Biofouling refers to the attachment of organisms, such as algae and barnacles, to surfaces in water. It costs the U.S. Navy over $1 billion per year by increasing the hydrodynamic drag of naval ships. Biofouling is even a problem in medicine for implants, including heart valves and stents. Anti-fouling coatings are used to reduce biofouling by releasing biocides such as cuprous oxide or tributyltin, but these and released toxins are an environmental problem, and nontoxic methods are needed.
Brennan et al. developed a surface topography that resists organism adhesion without toxic coatings. This topography consists of a sinusoidal patterns of surface projections leading to complex surface plateaus. The critical feature is the 10 to 100 micron spacing between projections.
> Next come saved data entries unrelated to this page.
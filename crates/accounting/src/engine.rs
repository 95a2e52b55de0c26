//! Accounting engine data model and client contract.
//!
//! The engine owns every durable account and transfer. The gateway only talks
//! to it through [`AccountingEngine`], which mirrors the five batch/query
//! operations the engine client exposes.

use async_trait::async_trait;
use serde::{Deserialize, Serialize};
use thiserror::Error;

use ledgergate_core::{EngineKey, TimeWindow};

/// Account balance-direction constraint + history retention.
#[derive(Debug, Copy, Clone, Default, PartialEq, Eq, Hash, Serialize, Deserialize)]
pub struct AccountFlags {
    pub debits_must_not_exceed_credits: bool,
    pub credits_must_not_exceed_debits: bool,
    pub history: bool,
}

impl AccountFlags {
    const DEBITS_MUST_NOT_EXCEED_CREDITS: u16 = 1 << 1;
    const CREDITS_MUST_NOT_EXCEED_DEBITS: u16 = 1 << 2;
    const HISTORY: u16 = 1 << 3;

    pub fn to_u16(self) -> u16 {
        let mut bits = 0;
        if self.debits_must_not_exceed_credits {
            bits |= Self::DEBITS_MUST_NOT_EXCEED_CREDITS;
        }
        if self.credits_must_not_exceed_debits {
            bits |= Self::CREDITS_MUST_NOT_EXCEED_DEBITS;
        }
        if self.history {
            bits |= Self::HISTORY;
        }
        bits
    }

    pub fn from_u16(bits: u16) -> Self {
        Self {
            debits_must_not_exceed_credits: bits & Self::DEBITS_MUST_NOT_EXCEED_CREDITS != 0,
            credits_must_not_exceed_debits: bits & Self::CREDITS_MUST_NOT_EXCEED_DEBITS != 0,
            history: bits & Self::HISTORY != 0,
        }
    }

    /// Both directional constraints at once is contradictory.
    pub fn is_mutually_exclusive_violation(self) -> bool {
        self.debits_must_not_exceed_credits && self.credits_must_not_exceed_debits
    }
}

/// Which directional constraint an account is provisioned with.
#[derive(Debug, Clone, Copy, PartialEq, Eq, Hash, Serialize, Deserialize)]
#[serde(rename_all = "lowercase")]
pub enum AccountKind {
    /// Debits ≤ credits: receives at most what it has sent, so its balance
    /// is ≤ 0.
    Customer,
    /// Credits ≤ debits: pays out at most what it has taken in; its balance
    /// is ≥ 0.
    Bank,
}

impl AccountKind {
    pub fn from_bank_flag(bank: bool) -> Self {
        if bank { Self::Bank } else { Self::Customer }
    }

    /// Flags for a newly provisioned account: one direction, always with history.
    pub fn flags(self) -> AccountFlags {
        AccountFlags {
            debits_must_not_exceed_credits: self == Self::Customer,
            credits_must_not_exceed_debits: self == Self::Bank,
            history: true,
        }
    }

    /// `None` unless exactly one directional constraint is set.
    pub fn from_flags(flags: AccountFlags) -> Option<Self> {
        match (
            flags.debits_must_not_exceed_credits,
            flags.credits_must_not_exceed_debits,
        ) {
            (true, false) => Some(Self::Customer),
            (false, true) => Some(Self::Bank),
            _ => None,
        }
    }
}

#[derive(Debug, Clone, PartialEq, Eq)]
pub struct Account {
    pub id: EngineKey,
    pub debits_posted: u128,
    pub credits_posted: u128,
    /// Packed display name.
    pub user_data_128: u128,
    /// Submission clock, microseconds since the epoch.
    pub user_data_64: u64,
    pub ledger: u32,
    pub code: u16,
    pub flags: AccountFlags,
    /// Assigned by the engine (nanoseconds). Must be zero on create.
    pub timestamp: u64,
}

impl Account {
    pub fn new(id: EngineKey, ledger: u32, code: u16, flags: AccountFlags) -> Self {
        Self {
            id,
            debits_posted: 0,
            credits_posted: 0,
            user_data_128: 0,
            user_data_64: 0,
            ledger,
            code,
            flags,
            timestamp: 0,
        }
    }
}

#[derive(Debug, Clone, PartialEq, Eq)]
pub struct Transfer {
    pub id: EngineKey,
    pub debit_account_id: EngineKey,
    pub credit_account_id: EngineKey,
    pub amount: u128,
    pub user_data_128: u128,
    /// Submission clock, microseconds since the epoch.
    pub user_data_64: u64,
    pub ledger: u32,
    pub code: u16,
    /// Assigned by the engine on commit (nanoseconds). Must be zero on create.
    pub timestamp: u64,
}

/// Posted totals of one account right after a transfer touched it.
#[derive(Debug, Clone, Copy, PartialEq, Eq)]
pub struct AccountBalance {
    pub timestamp: u64,
    pub debits_posted: u128,
    pub credits_posted: u128,
}

#[derive(Debug, Copy, Clone, Default, PartialEq, Eq)]
pub struct AccountFilterFlags {
    /// Include transfers where the account is on the debit side.
    pub debits: bool,
    /// Include transfers where the account is on the credit side.
    pub credits: bool,
    /// Newest first.
    pub reversed: bool,
}

impl AccountFilterFlags {
    pub fn both_sides_newest_first() -> Self {
        Self {
            debits: true,
            credits: true,
            reversed: true,
        }
    }
}

/// Query shape shared by `get_account_balances` and `get_account_transfers`.
#[derive(Debug, Copy, Clone, PartialEq, Eq)]
pub struct AccountFilter {
    pub account_id: EngineKey,
    /// Inclusive, engine units. `0` means unbounded.
    pub timestamp_min: u64,
    /// Inclusive, engine units. `0` means unbounded.
    pub timestamp_max: u64,
    /// `None` returns every matching record.
    pub limit: Option<u32>,
    pub flags: AccountFilterFlags,
}

impl AccountFilter {
    pub fn for_window(account_id: EngineKey, window: &TimeWindow, limit: Option<u32>) -> Self {
        Self {
            account_id,
            timestamp_min: window.engine_min(),
            timestamp_max: window.engine_max(),
            limit,
            flags: AccountFilterFlags::both_sides_newest_first(),
        }
    }
}

/// Numeric code + stable name of a per-item engine result.
pub trait EngineResultCode: Copy + core::fmt::Debug {
    fn code(self) -> u32;
    fn name(self) -> &'static str;
}

macro_rules! result_codes {
    ($(#[$meta:meta])* $t:ident { $($variant:ident = $code:literal => $name:literal),+ $(,)? }) => {
        $(#[$meta])*
        #[derive(Debug, Copy, Clone, PartialEq, Eq, Hash)]
        #[repr(u32)]
        pub enum $t {
            $($variant = $code),+
        }

        impl EngineResultCode for $t {
            fn code(self) -> u32 {
                self as u32
            }

            fn name(self) -> &'static str {
                match self {
                    $(Self::$variant => $name),+
                }
            }
        }

        impl core::fmt::Display for $t {
            fn fmt(&self, f: &mut core::fmt::Formatter<'_>) -> core::fmt::Result {
                write!(f, "{} ({})", self.code(), self.name())
            }
        }
    };
}

result_codes!(
    /// Outcome of one account in a `create_accounts` batch.
    CreateAccountResult {
        Ok = 0 => "ok",
        LinkedEventFailed = 1 => "linked_event_failed",
        TimestampMustBeZero = 3 => "timestamp_must_be_zero",
        IdMustNotBeZero = 6 => "id_must_not_be_zero",
        IdMustNotBeIntMax = 7 => "id_must_not_be_int_max",
        FlagsAreMutuallyExclusive = 8 => "flags_are_mutually_exclusive",
        DebitsPostedMustBeZero = 10 => "debits_posted_must_be_zero",
        CreditsPostedMustBeZero = 12 => "credits_posted_must_be_zero",
        LedgerMustNotBeZero = 13 => "ledger_must_not_be_zero",
        CodeMustNotBeZero = 14 => "code_must_not_be_zero",
        ExistsWithDifferentFlags = 15 => "exists_with_different_flags",
        ExistsWithDifferentUserData128 = 16 => "exists_with_different_user_data_128",
        ExistsWithDifferentUserData64 = 17 => "exists_with_different_user_data_64",
        ExistsWithDifferentLedger = 19 => "exists_with_different_ledger",
        ExistsWithDifferentCode = 20 => "exists_with_different_code",
        Exists = 21 => "exists",
    }
);

result_codes!(
    /// Outcome of one transfer in a `create_transfers` batch.
    CreateTransferResult {
        Ok = 0 => "ok",
        LinkedEventFailed = 1 => "linked_event_failed",
        TimestampMustBeZero = 3 => "timestamp_must_be_zero",
        IdMustNotBeZero = 5 => "id_must_not_be_zero",
        IdMustNotBeIntMax = 6 => "id_must_not_be_int_max",
        DebitAccountIdMustNotBeZero = 8 => "debit_account_id_must_not_be_zero",
        CreditAccountIdMustNotBeZero = 10 => "credit_account_id_must_not_be_zero",
        AccountsMustBeDifferent = 12 => "accounts_must_be_different",
        AmountMustNotBeZero = 18 => "amount_must_not_be_zero",
        LedgerMustNotBeZero = 19 => "ledger_must_not_be_zero",
        CodeMustNotBeZero = 20 => "code_must_not_be_zero",
        DebitAccountNotFound = 21 => "debit_account_not_found",
        CreditAccountNotFound = 22 => "credit_account_not_found",
        AccountsMustHaveTheSameLedger = 23 => "accounts_must_have_the_same_ledger",
        TransferMustHaveTheSameLedgerAsAccounts = 24 => "transfer_must_have_the_same_ledger_as_accounts",
        Exists = 46 => "exists",
        OverflowsDebitsPosted = 49 => "overflows_debits_posted",
        OverflowsCreditsPosted = 50 => "overflows_credits_posted",
        ExceedsCredits = 54 => "exceeds_credits",
        ExceedsDebits = 55 => "exceeds_debits",
    }
);

/// A non-ok entry of a batch create. Successful items are omitted.
#[derive(Debug, Copy, Clone, PartialEq, Eq)]
pub struct BatchResult<R> {
    pub index: u32,
    pub result: R,
}

pub type CreateAccountsResult = BatchResult<CreateAccountResult>;
pub type CreateTransfersResult = BatchResult<CreateTransferResult>;

/// Transport-level failure talking to the engine.
///
/// Per-item rejections are not errors at this level; they come back as
/// [`BatchResult`] entries.
#[derive(Debug, Error, Clone, PartialEq, Eq)]
pub enum EngineError {
    #[error("engine unavailable: {0}")]
    Unavailable(String),

    #[error("request rejected by engine client: {0}")]
    InvalidRequest(String),

    #[error("engine client closed")]
    ClientClosed,
}

/// Client capability for the external accounting engine.
///
/// One instance is created at process start and shared by every request;
/// implementations must be safe for concurrent use.
#[async_trait]
pub trait AccountingEngine: Send + Sync {
    async fn create_accounts(
        &self,
        accounts: Vec<Account>,
    ) -> Result<Vec<CreateAccountsResult>, EngineError>;

    async fn create_transfers(
        &self,
        transfers: Vec<Transfer>,
    ) -> Result<Vec<CreateTransfersResult>, EngineError>;

    async fn get_account_balances(
        &self,
        filter: AccountFilter,
    ) -> Result<Vec<AccountBalance>, EngineError>;

    async fn get_account_transfers(&self, filter: AccountFilter)
    -> Result<Vec<Transfer>, EngineError>;

    /// Accounts that do not exist are omitted from the result.
    async fn lookup_accounts(&self, ids: Vec<EngineKey>) -> Result<Vec<Account>, EngineError>;
}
The pattern must have neighboring features with different spaces described by different sinusoidal waves with a roughness factor of 4 to 50. The smaller spacing must be 0.25 to 0.75 of the smallest dimension of the overall organism structure to prevent adhesion. This means 2 to 5 microns for algae and 0.75 to 2 microns for barnacles. Different dimensions lead to different plateaus, repelling different organisms. These surface patterns are formed by printing, coating, or micro-molding.